Overwhelming Support for Including Agricultural Lending

Small farmers as well as small businesses have experienced insidious discrimination over the decades. Under the largest discrimination settlement in United States history, the Department of Agriculture has made more than $1 billion of payments to African American farmers that experienced discrimination. The Department of Agriculture lending programs were operated by biased county organizations whose elected committee members were virtually all White (1% were African American).

These public sector practices reflected widespread bias in society. The discriminatory and/or inflexible practices made their way into the private sector. For example, a comment letter from 32 farmers, food justice organizations and mission-based lenders, noted:

This connection between credit discrimination and land loss is well-documented, for example, in a 1982 report by the U.S. Commission on Civil Rights on the Decline of Black Farming in America, detailing the numerous connections dating back to the late 1800s between discriminatory farm lending practices and Black land loss. Present-day lending practices are rooted in this legacy, as many farmers continue to face barriers in seeking access to fair credit on fair terms. This history runs so deep in some local communities that Black Farmers do not even walk in the doors of certain financial institutions, or if they do decide to seek credit, they are discouraged during the application process.

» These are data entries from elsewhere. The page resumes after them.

//! # eventscout-adapter-auth-http
//!
//! Auth gateway adapter for the first-party account backend, built on
//! `reqwest`.
//!
//! ## Routes
//!
//! | Operation | Route | Body |
//! |-----------|-------|------|
//! | login | `POST /api/auth/login/` | `{email, password}` → `{token}` |
//! | register | `POST /api/auth/register/` | `{username, email, password}` |
//! | verify OTP | `POST /api/auth/verify-otp/` | `{email, otp}` |
//! | Google | `POST /api/auth/google/` | `{token}` → `{email}` |
//!
//! Error statuses become [`AuthRejection::Rejected`] carrying the body's
//! `detail` field and the raw JSON body; everything else is
//! [`AuthRejection::Transport`].
//!
//! ## Dependency rule
//!
//! Same as other adapters: depends on `eventscout-app` and `eventscout-domain`.

mod config;
mod error;

pub use config::AuthBackendConfig;
pub use error::AuthHttpError;

use serde::Deserialize;
use serde_json::{Value, json};

use eventscout_app::ports::{AuthGateway, AuthRejection};
use eventscout_domain::auth::{PendingVerification, SessionToken};

#[derive(Deserialize)]
struct EmailBody {
    email: String,
}

/// [`AuthGateway`] backed by the auth backend's REST API.
#[derive(Debug, Clone)]
pub struct HttpAuthGateway {
    http: reqwest::Client,
    config: AuthBackendConfig,
}

impl HttpAuthGateway {
    /// Create a gateway sharing the given `reqwest` connection pool.
    #[must_use]
    pub fn new(http: reqwest::Client, config: AuthBackendConfig) -> Self {
        Self { http, config }
    }

    /// POST `body` to auth route `route` and return the decoded success body
    /// (`null` when empty or not JSON).
    async fn post(&self, route: &str, body: Value) -> Result<Value, AuthRejection> {
        let response = self
            .http
            .post(self.config.endpoint(route))
            .json(&body)
            .send()
            .await
            .map_err(AuthHttpError::from)?;
        let status = response.status();
        let text = response.text().await.map_err(AuthHttpError::from)?;

        if status.is_success() {
            return Ok(serde_json::from_str(&text).unwrap_or(Value::Null));
        }

        let parsed = serde_json::from_str::<Value>(&text).ok();
        let detail = parsed
            .as_ref()
            .and_then(|v| v.get("detail"))
            .and_then(Value::as_str)
            .map(str::to_string);
        tracing::debug!(%status, route, "auth backend rejected request");
        Err(AuthRejection::Rejected {
            detail,
            body: parsed.map(|v| v.to_string()),
        })
    }
}

impl AuthGateway for HttpAuthGateway {
    async fn login(
        &self,
        email: &str,
        password: &str,
    ) -> Result<Option<SessionToken>, AuthRejection> {
        let body = self
            .post("login", json!({"email": email, "password": password}))
            .await?;
        Ok(body
            .get("token")
            .and_then(Value::as_str)
            .filter(|token| !token.is_empty())
            .map(SessionToken::new))
    }

    async fn register(
        &self,
        username: &str,
        email: &str,
        password: &str,
    ) -> Result<PendingVerification, AuthRejection> {
        self.post(
            "register",
            json!({"username": username, "email": email, "password": password}),
        )
        .await?;
        Ok(PendingVerification {
            email: email.to_string(),
        })
    }

    async fn verify_otp(&self, email: &str, otp: &str) -> Result<(), AuthRejection> {
        self.post("verify-otp", json!({"email": email, "otp": otp}))
            .await?;
        Ok(())
    }

    async fn exchange_google_credential(
        &self,
        credential: &str,
    ) -> Result<PendingVerification, AuthRejection> {
        let body = self.post("google", json!({"token": credential})).await?;
        let EmailBody { email } =
            serde_json::from_value::<EmailBody>(body).map_err(AuthHttpError::from)?;
        Ok(PendingVerification { email })
    }
}

#[cfg(test)]
mod tests {
    use std::sync::{Arc, Mutex};

    use axum::Json;
    use axum::Router;
    use axum::extract::State;
    use axum::http::StatusCode;
    use axum::routing::post;

    use eventscout_domain::error::ScoutError;

    use super::*;

    type Bodies = Arc<Mutex<Vec<Value>>>;

    async fn serve(router: Router) -> String {
        let listener = tokio::net::TcpListener::bind("127.0.0.1:0").await.unwrap();
        let addr = listener.local_addr().unwrap();
        tokio::spawn(async move {
            axum::serve(listener, router).await.unwrap();
        });
        format!("http://{addr}")
    }

    async fn backend() -> (HttpAuthGateway, Bodies) {
        let bodies = Bodies::default();
        let router = Router::new()
            .route(
                "/api/auth/login/",
                post(|State(b): State<Bodies>, Json(body): Json<Value>| async move {
                    let ok = body["password"] == "right";
                    b.lock().unwrap().push(body);
                    if ok {
                        (StatusCode::OK, Json(json!({"token": "tok-1"})))
                    } else {
                        (
                            StatusCode::UNAUTHORIZED,
                            Json(json!({"detail": "Invalid credentials"})),
                        )
                    }
                }),
            )
            .route(
                "/api/auth/register/",
                post(|State(b): State<Bodies>, Json(body): Json<Value>| async move {
                    b.lock().unwrap().push(body);
                    (
                        StatusCode::BAD_REQUEST,
                        Json(json!({"email": ["user with this email already exists."]})),
                    )
                }),
            )
            .route(
                "/api/auth/verify-otp/",
                post(|State(b): State<Bodies>, Json(body): Json<Value>| async move {
                    b.lock().unwrap().push(body);
                    StatusCode::OK
                }),
            )
            .route(
                "/api/auth/google/",
                post(|State(b): State<Bodies>, Json(body): Json<Value>| async move {
                    b.lock().unwrap().push(body);
                    Json(json!({"email": "google.user@example.com"}))
                }),
            )
            .with_state(Arc::clone(&bodies));
        let base_url = serve(router).await;
        let gateway = HttpAuthGateway::new(reqwest::Client::new(), AuthBackendConfig { base_url });
        (gateway, bodies)
    }

    #[tokio::test]
    async fn should_return_token_for_valid_login() {
        let (gateway, bodies) = backend().await;
        let token = gateway.login("a@example.com", "right").await.unwrap();
        assert_eq!(token.unwrap().as_str(), "tok-1");
        assert_eq!(
            bodies.lock().unwrap()[0],
            json!({"email": "a@example.com", "password": "right"})
        );
    }

    #[tokio::test]
    async fn should_carry_detail_for_rejected_login() {
        let (gateway, _) = backend().await;
        let err = gateway.login("a@example.com", "wrong").await.unwrap_err();
        match err {
            AuthRejection::Rejected { detail, body } => {
                assert_eq!(detail.as_deref(), Some("Invalid credentials"));
                assert!(body.unwrap().contains("Invalid credentials"));
            }
            AuthRejection::Transport(err) => panic!("unexpected transport error: {err:?}"),
        }
    }

    #[tokio::test]
    async fn should_carry_raw_body_without_detail() {
        let (gateway, _) = backend().await;
        let err = gateway
            .register("amina", "a@example.com", "pw")
            .await
            .unwrap_err();
        match err {
            AuthRejection::Rejected { detail, body } => {
                assert_eq!(detail, None);
                assert!(body.unwrap().contains("already exists"));
            }
            AuthRejection::Transport(err) => panic!("unexpected transport error: {err:?}"),
        }
    }

    #[tokio::test]
    async fn should_accept_empty_success_body_for_otp() {
        let (gateway, bodies) = backend().await;
        gateway.verify_otp("a@example.com", "123456").await.unwrap();
        assert_eq!(
            bodies.lock().unwrap()[0],
            json!({"email": "a@example.com", "otp": "123456"})
        );
    }

    #[tokio::test]
    async fn should_return_pending_email_from_google_exchange() {
        let (gateway, bodies) = backend().await;
        let pending = gateway.exchange_google_credential("jwt").await.unwrap();
        assert_eq!(pending.email, "google.user@example.com");
        assert_eq!(bodies.lock().unwrap()[0], json!({"token": "jwt"}));
    }

    #[tokio::test]
    async fn should_report_unreachable_backend_as_transport() {
        let listener = tokio::net::TcpListener::bind("127.0.0.1:0").await.unwrap();
        let addr = listener.local_addr().unwrap();
        drop(listener);
        let gateway = HttpAuthGateway::new(
            reqwest::Client::new(),
            AuthBackendConfig {
                base_url: format!("http://{addr}"),
            },
        );

        let err = gateway.verify_otp("a@example.com", "1").await.unwrap_err();
        assert!(matches!(
            err,
            AuthRejection::Transport(ScoutError::Upstream(_))
        ));
    }
}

In a separate letter, the Farm Aid and the Intertribal Agricultural Council underscored the depths of discrimination still occurring today, even by government lenders. Their letter noted:

In 2021, the United States Department of Agriculture (USDA) rejected direct loan applications for 42% of Black farmers and 37% of Asian farmers, a five-year high for both groups. Only 9% of White farmers were denied loans in 2021. These data clearly demonstrate that discrimination remains and our current system of not requiring reporting of this data does not benefit BIPOC farmers.

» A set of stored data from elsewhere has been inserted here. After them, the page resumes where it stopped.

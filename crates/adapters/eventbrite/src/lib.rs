//! # eventscout-adapter-eventbrite
//!
//! Event query adapter for the [Eventbrite](https://www.eventbrite.com/platform/api)
//! search endpoint, built on `reqwest`.
//!
//! ## How it works
//!
//! Each [`PageRequest`] becomes one authenticated
//! `GET /v3/events/search/` with venue and ticket classes expanded inline.
//! Transport failures, non-success statuses and undecodable bodies all
//! surface as [`ScoutError::Upstream`]; the core does not tell them apart.
//!
//! No request timeout is configured: a stalled upstream keeps the query
//! pending until the connection drops.
//!
//! ## Dependency rule
//!
//! Same as other adapters: depends on `eventscout-app` and `eventscout-domain`.

mod config;
mod dto;
mod error;

pub use config::EventbriteConfig;
pub use error::EventbriteError;

use eventscout_app::ports::EventQuery;
use eventscout_domain::error::ScoutError;
use eventscout_domain::page::{Page, PageRequest};

use crate::dto::SearchResponse;

/// Related objects expanded inline in search results.
const EXPAND: &str = "venue,ticket_classes";

/// [`EventQuery`] backed by the Eventbrite REST API.
#[derive(Debug, Clone)]
pub struct EventbriteClient {
    http: reqwest::Client,
    config: EventbriteConfig,
}

impl EventbriteClient {
    /// Create a client sharing the given `reqwest` connection pool.
    #[must_use]
    pub fn new(http: reqwest::Client, config: EventbriteConfig) -> Self {
        Self { http, config }
    }

    async fn fetch(&self, request: &PageRequest) -> Result<Page, EventbriteError> {
        let response = self
            .http
            .get(self.config.search_url())
            .bearer_auth(&self.config.api_token)
            .query(&[
                ("location.address", request.location.clone()),
                ("q", request.keyword.clone()),
                ("expand", EXPAND.to_string()),
                ("sort_by", request.sort_by.as_str().to_string()),
                ("page", request.page.to_string()),
                ("page_size", request.page_size.to_string()),
            ])
            .send()
            .await?;

        let status = response.status();
        if !status.is_success() {
            return Err(EventbriteError::Status(status));
        }

        let body: SearchResponse = response.json().await?;
        Ok(body.into_page()?)
    }
}

impl EventQuery for EventbriteClient {
    async fn search(&self, request: PageRequest) -> Result<Page, ScoutError> {
        tracing::debug!(page = request.page, "eventbrite search");
        self.fetch(&request).await.map_err(|err| {
            tracing::error!(error = %err, page = request.page, "eventbrite search failed");
            err.into()
        })
    }
}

Despite the need to hold public sector and private sector lenders accountable, the Independent Community Bankers Association (ICBA) opposed the collection of agricultural lending.

Conclusion: A Robust Database Is a Critical Tool for Economic Justice

It is undeniable that gender and racial/ethnic disparities in access to small business credit are persistent and widespread. The moving testimonials described above are confirmed again and again by mystery shopping and testing conducted by NCRC’s fair lending department. Racism and sexism pervades all aspects of life, including lending, and has caused stark wealth inequalities. While data by itself cannot cure all of these ills, we cannot cure them without it. Data collection rules determine our ability to document ongoing problems and shock at least some stakeholders into action.

Despite more than 40 years’ experience with public home loan data, the banking industry issued apocalyptic predictions including increased consolidation of the lending industry due to the exorbitant costs of small business/farm data collection. It would seem to us, however, that the costs of continued discrimination and/or unequal access to credit is the real harm and that the modest costs of data collection is a necessary part of the remedy to our societal disease.

 

Josh Silver is a Senior Policy Advisor at NCRC.